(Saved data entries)
=== Section Start ===

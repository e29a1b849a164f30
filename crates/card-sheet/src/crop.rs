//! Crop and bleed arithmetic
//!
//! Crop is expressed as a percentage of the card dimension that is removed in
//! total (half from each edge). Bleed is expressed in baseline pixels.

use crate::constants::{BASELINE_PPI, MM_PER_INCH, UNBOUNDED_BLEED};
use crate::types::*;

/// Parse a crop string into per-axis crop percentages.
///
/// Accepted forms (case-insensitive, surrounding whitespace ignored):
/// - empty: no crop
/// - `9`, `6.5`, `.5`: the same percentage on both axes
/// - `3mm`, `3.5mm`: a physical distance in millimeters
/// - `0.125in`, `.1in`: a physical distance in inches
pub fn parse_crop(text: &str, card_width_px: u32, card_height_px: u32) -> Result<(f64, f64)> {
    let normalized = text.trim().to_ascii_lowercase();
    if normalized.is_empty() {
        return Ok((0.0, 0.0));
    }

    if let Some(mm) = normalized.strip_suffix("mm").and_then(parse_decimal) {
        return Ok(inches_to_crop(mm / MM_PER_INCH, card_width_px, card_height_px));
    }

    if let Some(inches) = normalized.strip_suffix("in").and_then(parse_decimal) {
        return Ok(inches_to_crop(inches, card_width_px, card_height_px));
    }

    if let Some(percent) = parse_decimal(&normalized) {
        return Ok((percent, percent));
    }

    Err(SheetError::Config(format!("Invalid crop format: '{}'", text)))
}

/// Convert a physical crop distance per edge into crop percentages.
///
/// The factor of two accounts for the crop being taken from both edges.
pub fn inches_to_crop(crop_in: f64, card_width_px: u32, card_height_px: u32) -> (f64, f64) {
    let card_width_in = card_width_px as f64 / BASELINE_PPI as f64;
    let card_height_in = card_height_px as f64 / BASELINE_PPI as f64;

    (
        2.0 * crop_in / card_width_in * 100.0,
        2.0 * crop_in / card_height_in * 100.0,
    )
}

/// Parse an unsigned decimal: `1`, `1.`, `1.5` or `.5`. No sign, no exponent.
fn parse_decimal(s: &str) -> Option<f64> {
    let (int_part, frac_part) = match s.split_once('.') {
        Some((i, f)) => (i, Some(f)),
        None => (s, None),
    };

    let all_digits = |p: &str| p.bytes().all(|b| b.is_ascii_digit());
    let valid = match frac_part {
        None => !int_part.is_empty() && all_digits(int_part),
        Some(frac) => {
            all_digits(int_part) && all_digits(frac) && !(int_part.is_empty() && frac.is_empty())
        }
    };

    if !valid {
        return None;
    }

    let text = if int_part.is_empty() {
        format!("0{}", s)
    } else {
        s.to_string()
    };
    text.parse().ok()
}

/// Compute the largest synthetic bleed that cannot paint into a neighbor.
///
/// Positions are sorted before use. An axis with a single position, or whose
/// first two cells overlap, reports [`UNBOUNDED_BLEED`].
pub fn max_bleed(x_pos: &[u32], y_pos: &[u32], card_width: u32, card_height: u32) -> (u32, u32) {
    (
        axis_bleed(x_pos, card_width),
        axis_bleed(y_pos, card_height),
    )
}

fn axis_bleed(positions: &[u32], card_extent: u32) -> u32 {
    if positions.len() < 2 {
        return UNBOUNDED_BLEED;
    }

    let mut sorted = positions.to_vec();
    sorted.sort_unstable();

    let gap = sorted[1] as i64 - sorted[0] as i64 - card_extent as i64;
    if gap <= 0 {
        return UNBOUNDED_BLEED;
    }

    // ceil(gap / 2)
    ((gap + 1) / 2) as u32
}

=== Section End ===
=== Section Start ===

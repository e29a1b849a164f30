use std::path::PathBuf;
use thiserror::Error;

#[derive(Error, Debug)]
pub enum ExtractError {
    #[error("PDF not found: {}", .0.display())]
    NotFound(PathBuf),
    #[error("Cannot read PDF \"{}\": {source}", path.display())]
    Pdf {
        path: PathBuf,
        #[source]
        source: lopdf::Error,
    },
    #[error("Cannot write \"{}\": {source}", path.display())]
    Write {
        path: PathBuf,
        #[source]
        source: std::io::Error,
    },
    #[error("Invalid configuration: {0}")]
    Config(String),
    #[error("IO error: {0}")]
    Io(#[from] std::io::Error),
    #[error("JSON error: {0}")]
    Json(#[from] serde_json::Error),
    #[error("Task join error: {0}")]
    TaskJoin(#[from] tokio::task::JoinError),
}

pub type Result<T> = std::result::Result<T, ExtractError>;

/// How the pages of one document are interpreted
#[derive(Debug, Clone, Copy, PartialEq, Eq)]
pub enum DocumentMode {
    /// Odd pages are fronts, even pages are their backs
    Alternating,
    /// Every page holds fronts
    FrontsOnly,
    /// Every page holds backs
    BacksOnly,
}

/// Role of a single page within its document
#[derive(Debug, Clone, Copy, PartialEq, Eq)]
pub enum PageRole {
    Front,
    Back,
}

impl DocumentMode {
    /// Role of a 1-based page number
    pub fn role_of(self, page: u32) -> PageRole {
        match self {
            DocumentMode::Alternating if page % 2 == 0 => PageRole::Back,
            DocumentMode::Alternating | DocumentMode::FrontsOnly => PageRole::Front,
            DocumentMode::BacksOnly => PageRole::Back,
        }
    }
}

=== Section End ===
=== Section Start ===

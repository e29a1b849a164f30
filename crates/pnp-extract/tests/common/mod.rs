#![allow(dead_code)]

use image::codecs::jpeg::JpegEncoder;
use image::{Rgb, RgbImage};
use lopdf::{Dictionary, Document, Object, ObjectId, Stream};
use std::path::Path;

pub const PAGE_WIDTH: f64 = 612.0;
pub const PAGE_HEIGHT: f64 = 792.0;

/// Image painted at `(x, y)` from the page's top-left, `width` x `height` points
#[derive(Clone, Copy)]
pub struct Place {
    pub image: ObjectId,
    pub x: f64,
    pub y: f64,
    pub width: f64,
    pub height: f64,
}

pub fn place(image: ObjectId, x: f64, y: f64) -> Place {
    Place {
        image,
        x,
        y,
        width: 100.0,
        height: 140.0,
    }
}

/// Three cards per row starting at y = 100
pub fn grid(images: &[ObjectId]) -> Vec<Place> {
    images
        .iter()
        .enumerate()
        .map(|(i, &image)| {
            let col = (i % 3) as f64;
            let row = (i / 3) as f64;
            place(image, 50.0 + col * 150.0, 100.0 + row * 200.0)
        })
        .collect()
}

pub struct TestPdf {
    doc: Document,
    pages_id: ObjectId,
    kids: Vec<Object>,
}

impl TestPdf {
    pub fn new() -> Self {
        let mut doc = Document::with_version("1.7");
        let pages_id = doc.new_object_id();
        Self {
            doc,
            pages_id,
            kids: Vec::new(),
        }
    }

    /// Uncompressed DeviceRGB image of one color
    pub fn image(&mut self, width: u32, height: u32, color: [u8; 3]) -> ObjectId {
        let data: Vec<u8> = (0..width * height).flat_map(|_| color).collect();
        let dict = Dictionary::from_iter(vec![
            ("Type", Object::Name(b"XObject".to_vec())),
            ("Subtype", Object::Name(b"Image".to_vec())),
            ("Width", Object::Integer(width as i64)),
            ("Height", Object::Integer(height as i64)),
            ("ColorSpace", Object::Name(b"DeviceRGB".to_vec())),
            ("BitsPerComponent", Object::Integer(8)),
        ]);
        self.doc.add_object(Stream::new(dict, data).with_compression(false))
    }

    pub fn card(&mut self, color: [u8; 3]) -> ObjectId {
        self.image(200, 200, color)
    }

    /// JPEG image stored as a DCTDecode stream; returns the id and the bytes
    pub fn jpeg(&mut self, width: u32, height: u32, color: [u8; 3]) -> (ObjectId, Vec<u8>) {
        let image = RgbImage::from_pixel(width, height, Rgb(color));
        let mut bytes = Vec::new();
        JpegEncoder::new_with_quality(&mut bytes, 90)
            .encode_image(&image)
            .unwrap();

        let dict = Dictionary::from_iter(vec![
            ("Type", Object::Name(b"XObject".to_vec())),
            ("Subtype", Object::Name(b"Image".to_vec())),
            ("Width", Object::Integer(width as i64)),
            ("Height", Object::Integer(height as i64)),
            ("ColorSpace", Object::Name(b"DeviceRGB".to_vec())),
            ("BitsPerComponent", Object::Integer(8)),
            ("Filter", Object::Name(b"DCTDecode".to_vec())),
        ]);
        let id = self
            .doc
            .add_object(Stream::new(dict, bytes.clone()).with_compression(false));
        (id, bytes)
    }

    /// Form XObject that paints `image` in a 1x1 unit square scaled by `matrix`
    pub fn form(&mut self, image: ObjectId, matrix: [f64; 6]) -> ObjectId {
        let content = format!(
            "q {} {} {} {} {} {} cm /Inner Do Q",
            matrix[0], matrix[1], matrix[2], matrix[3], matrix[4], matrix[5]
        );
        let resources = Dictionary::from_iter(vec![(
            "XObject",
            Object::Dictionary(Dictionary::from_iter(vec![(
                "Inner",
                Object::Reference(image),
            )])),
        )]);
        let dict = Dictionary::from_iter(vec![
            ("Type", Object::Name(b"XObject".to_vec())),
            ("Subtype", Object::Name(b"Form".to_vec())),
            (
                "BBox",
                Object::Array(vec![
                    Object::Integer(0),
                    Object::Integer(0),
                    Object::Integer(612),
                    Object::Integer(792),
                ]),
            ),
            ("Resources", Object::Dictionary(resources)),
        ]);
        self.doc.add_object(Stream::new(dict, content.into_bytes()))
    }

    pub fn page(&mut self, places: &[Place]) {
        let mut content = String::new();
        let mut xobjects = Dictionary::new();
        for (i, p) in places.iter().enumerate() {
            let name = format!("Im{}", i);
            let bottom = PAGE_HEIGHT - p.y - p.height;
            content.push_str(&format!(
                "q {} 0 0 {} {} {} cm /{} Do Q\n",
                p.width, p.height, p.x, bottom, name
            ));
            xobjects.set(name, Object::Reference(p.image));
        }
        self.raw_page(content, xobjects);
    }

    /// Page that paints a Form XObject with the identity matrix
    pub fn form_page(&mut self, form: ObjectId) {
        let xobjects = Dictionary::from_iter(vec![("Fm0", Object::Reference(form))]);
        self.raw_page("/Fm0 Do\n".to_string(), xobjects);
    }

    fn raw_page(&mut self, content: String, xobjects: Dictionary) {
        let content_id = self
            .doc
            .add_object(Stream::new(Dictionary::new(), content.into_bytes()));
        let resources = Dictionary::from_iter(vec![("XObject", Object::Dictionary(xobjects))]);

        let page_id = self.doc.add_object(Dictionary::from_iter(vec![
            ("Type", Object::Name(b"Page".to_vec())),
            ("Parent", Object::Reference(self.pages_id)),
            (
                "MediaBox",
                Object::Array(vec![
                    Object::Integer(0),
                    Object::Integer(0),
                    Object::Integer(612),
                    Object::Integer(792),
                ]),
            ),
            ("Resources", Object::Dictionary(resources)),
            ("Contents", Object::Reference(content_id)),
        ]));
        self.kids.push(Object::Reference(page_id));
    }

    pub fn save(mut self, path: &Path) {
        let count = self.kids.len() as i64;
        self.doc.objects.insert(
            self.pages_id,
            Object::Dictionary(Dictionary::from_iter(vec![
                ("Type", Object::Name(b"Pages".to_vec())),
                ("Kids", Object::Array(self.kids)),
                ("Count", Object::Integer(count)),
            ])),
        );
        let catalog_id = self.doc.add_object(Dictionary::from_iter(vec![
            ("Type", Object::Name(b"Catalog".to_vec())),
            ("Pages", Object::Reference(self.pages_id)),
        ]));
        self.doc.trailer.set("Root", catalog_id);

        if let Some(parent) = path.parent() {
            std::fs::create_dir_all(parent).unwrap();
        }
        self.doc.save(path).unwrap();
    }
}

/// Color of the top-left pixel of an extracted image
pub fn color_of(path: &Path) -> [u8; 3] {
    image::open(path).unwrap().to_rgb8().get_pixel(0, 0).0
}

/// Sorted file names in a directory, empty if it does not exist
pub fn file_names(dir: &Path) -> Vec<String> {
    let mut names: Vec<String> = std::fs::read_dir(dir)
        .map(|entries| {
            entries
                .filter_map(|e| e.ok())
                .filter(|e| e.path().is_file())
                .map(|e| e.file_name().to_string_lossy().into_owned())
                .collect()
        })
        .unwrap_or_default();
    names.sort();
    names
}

=== Section End ===

■ Your instructions: What lines in the records contain the word "collect"? Return each one.

■ Finished task:
        .collect()
        let data: Vec<u8> = (0..width * height).flat_map(|_| color).collect();
                .collect()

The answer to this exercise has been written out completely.